**Problem**
In the entries that follow, the lines from the one with "one chip generation" through the one with "command encoder for" are the ones to write out, exactly and with both ends included. Nothing else should appear.

——

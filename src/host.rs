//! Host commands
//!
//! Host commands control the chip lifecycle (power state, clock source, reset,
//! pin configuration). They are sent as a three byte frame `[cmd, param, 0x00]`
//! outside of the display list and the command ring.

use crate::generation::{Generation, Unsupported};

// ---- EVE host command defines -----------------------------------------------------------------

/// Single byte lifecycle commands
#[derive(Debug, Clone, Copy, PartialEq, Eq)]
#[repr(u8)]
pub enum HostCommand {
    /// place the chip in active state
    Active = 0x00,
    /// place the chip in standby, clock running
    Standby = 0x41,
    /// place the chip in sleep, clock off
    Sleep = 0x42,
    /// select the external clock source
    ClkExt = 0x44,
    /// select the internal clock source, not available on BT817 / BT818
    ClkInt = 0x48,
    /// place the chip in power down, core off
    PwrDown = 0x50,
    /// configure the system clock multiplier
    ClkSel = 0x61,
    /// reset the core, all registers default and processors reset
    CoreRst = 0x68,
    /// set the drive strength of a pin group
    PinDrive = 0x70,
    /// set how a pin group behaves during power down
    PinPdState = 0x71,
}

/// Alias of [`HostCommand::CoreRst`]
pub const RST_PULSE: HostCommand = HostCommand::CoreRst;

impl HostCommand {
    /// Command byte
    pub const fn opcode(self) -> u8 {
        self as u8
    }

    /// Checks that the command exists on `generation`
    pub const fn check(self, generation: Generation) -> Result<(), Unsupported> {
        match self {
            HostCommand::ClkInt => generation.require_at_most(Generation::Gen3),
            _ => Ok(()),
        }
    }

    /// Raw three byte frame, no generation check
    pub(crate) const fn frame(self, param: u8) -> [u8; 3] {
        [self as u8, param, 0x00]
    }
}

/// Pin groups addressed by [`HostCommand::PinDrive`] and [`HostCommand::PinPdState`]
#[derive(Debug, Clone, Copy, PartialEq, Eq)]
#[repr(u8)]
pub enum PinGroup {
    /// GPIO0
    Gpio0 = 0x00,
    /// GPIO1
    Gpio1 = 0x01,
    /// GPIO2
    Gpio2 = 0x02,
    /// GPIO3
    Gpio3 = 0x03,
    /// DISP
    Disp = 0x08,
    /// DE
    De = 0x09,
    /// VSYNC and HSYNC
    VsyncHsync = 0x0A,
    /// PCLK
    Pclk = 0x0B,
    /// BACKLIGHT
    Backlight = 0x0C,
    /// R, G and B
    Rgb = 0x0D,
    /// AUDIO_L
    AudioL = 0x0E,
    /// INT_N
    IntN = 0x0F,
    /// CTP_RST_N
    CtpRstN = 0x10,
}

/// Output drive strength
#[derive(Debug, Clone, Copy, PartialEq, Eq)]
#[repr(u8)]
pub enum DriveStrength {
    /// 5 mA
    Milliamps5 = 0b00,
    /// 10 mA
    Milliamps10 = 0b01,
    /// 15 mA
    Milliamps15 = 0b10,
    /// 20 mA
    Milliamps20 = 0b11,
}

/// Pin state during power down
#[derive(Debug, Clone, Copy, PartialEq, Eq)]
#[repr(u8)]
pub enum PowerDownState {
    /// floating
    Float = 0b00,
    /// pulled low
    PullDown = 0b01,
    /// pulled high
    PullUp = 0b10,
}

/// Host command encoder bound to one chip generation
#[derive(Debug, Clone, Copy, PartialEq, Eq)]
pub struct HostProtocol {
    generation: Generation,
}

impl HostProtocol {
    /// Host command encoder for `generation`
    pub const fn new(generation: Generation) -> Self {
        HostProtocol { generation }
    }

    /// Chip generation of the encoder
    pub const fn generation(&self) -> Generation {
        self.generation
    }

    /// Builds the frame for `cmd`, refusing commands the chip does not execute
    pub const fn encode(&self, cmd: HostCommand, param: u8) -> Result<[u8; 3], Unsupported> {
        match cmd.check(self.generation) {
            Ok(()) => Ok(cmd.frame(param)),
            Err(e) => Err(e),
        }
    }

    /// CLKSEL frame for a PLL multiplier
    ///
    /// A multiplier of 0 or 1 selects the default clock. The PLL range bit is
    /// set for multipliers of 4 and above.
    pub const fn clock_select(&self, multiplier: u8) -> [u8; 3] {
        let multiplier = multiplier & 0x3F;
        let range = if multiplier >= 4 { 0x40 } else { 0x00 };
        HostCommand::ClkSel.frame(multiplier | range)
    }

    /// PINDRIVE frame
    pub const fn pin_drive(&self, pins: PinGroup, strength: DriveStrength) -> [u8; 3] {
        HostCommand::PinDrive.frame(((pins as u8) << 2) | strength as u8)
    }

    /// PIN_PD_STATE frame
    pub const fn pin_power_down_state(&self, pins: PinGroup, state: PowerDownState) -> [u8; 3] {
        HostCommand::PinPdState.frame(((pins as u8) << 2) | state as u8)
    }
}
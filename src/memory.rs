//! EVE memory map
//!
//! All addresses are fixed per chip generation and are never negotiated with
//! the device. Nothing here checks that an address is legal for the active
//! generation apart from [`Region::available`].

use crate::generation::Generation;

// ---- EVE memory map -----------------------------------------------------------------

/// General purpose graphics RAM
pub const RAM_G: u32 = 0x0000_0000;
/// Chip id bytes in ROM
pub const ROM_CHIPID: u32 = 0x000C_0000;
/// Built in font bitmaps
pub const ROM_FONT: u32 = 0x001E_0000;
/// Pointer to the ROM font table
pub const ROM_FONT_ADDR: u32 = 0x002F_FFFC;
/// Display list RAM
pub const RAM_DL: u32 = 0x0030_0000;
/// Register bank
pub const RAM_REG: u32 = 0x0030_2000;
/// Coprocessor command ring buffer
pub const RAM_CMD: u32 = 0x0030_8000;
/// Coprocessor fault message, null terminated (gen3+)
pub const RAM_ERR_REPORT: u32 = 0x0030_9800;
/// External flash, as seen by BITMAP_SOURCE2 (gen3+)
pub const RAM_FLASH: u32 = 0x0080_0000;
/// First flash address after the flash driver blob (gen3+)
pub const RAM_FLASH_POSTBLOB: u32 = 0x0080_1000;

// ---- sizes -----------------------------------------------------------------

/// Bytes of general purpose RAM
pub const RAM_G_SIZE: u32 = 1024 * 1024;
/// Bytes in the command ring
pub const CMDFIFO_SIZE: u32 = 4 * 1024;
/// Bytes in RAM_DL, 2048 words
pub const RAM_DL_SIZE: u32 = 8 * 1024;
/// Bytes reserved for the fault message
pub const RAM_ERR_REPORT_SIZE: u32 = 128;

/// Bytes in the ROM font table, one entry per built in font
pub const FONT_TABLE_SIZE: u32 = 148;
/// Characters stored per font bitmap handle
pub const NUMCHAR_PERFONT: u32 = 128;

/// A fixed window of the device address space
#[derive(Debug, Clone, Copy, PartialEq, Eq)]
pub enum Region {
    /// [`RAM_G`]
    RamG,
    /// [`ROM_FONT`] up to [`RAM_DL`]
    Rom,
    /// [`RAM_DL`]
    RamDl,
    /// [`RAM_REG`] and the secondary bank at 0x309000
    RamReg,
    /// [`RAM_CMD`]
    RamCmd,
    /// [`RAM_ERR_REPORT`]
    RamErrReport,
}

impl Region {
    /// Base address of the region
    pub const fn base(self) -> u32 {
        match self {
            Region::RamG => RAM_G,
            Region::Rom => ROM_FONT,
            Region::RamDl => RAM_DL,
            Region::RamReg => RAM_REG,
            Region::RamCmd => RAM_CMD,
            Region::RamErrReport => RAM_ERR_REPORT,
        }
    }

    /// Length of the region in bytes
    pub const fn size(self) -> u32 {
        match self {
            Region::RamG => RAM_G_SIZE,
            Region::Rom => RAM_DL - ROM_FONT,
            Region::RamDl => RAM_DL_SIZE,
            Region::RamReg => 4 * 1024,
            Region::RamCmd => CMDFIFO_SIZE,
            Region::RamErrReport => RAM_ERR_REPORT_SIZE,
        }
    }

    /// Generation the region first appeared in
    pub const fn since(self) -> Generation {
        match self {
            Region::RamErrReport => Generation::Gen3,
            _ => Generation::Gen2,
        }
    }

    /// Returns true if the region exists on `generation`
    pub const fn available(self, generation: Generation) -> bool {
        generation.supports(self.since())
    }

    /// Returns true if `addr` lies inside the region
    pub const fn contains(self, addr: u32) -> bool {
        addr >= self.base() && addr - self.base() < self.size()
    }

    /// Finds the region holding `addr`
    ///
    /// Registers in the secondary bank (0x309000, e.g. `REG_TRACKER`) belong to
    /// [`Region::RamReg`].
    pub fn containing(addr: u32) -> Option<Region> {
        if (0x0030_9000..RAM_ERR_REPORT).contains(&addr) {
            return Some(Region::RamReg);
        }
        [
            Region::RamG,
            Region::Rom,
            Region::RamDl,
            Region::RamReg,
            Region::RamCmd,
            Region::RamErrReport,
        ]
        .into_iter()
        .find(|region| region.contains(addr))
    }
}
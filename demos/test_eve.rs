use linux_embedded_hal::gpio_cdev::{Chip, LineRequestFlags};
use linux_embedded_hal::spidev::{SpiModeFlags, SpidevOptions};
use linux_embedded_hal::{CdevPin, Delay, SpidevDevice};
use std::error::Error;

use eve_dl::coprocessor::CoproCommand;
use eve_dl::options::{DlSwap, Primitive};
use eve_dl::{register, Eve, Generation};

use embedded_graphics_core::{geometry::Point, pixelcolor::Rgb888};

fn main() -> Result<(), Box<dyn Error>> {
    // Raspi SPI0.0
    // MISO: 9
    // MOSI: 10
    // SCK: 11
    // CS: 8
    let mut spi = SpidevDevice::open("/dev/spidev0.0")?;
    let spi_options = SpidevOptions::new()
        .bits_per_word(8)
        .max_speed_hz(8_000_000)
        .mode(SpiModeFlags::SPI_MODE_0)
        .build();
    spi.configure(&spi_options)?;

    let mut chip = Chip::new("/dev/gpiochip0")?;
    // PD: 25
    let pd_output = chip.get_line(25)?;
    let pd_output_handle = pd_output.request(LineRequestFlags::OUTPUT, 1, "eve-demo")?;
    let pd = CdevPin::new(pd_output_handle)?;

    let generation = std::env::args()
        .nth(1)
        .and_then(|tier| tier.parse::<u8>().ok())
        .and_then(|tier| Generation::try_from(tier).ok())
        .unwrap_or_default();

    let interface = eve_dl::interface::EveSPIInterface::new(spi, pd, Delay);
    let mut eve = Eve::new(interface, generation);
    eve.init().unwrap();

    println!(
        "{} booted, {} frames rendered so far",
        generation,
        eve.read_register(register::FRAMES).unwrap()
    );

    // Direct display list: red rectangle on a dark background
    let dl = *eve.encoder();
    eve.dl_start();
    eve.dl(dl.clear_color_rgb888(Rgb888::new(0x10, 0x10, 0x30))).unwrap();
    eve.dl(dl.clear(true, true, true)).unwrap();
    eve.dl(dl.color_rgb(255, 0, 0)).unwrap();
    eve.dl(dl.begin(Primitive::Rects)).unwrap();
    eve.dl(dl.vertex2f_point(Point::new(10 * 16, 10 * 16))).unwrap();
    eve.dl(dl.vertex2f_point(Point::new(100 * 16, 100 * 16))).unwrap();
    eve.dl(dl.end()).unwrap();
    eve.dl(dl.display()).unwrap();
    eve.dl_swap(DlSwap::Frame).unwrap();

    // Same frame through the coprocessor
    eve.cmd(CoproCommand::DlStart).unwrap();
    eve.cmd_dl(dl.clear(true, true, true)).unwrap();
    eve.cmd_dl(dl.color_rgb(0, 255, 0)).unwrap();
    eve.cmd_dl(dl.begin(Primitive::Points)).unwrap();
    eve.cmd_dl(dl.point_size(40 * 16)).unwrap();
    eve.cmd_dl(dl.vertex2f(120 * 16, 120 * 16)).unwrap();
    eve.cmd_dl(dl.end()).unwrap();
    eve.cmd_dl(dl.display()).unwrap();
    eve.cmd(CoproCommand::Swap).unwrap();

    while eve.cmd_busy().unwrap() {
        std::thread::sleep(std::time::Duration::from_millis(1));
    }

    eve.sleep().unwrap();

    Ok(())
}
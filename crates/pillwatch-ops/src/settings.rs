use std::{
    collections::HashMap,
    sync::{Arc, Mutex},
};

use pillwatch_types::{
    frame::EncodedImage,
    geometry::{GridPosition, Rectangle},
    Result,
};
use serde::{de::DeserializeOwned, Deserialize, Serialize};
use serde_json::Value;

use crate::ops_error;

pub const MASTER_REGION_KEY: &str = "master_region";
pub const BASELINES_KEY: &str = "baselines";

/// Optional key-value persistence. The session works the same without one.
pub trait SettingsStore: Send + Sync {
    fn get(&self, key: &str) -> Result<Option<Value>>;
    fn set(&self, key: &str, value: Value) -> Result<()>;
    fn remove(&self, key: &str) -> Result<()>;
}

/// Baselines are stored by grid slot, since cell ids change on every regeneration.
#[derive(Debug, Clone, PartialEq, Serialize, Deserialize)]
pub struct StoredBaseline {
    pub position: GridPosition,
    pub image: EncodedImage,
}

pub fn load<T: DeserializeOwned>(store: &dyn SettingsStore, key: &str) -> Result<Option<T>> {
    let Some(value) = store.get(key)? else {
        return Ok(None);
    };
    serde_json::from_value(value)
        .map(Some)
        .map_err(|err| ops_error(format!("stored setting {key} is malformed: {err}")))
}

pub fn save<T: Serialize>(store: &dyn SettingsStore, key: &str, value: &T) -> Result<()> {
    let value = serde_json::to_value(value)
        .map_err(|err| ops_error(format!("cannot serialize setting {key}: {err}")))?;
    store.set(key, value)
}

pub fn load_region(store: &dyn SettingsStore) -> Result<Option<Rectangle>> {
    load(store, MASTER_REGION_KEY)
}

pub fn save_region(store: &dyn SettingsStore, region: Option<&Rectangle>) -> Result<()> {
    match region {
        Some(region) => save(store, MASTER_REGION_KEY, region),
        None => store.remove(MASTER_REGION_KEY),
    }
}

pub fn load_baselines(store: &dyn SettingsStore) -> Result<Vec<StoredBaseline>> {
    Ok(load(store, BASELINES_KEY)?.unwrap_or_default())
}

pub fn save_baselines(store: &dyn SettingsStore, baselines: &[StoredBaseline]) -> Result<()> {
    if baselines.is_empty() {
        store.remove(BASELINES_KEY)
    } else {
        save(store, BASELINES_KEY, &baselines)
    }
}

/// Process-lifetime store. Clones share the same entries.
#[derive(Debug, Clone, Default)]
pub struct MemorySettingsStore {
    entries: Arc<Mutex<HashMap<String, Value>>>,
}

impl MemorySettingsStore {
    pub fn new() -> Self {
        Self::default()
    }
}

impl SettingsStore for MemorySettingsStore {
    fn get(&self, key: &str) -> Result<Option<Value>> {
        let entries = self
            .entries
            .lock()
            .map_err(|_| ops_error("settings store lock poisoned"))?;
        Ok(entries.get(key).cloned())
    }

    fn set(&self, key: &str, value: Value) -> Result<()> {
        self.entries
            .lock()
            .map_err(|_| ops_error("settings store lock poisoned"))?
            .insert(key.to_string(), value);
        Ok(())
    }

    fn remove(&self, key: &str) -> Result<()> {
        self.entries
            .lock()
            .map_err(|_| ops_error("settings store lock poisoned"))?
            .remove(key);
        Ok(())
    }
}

——

**Task answer**
/// Host command encoder bound to one chip generation
#[derive(Debug, Clone, Copy, PartialEq, Eq)]
pub struct HostProtocol {
    generation: Generation,
}

impl HostProtocol {
    /// Host command encoder for `generation`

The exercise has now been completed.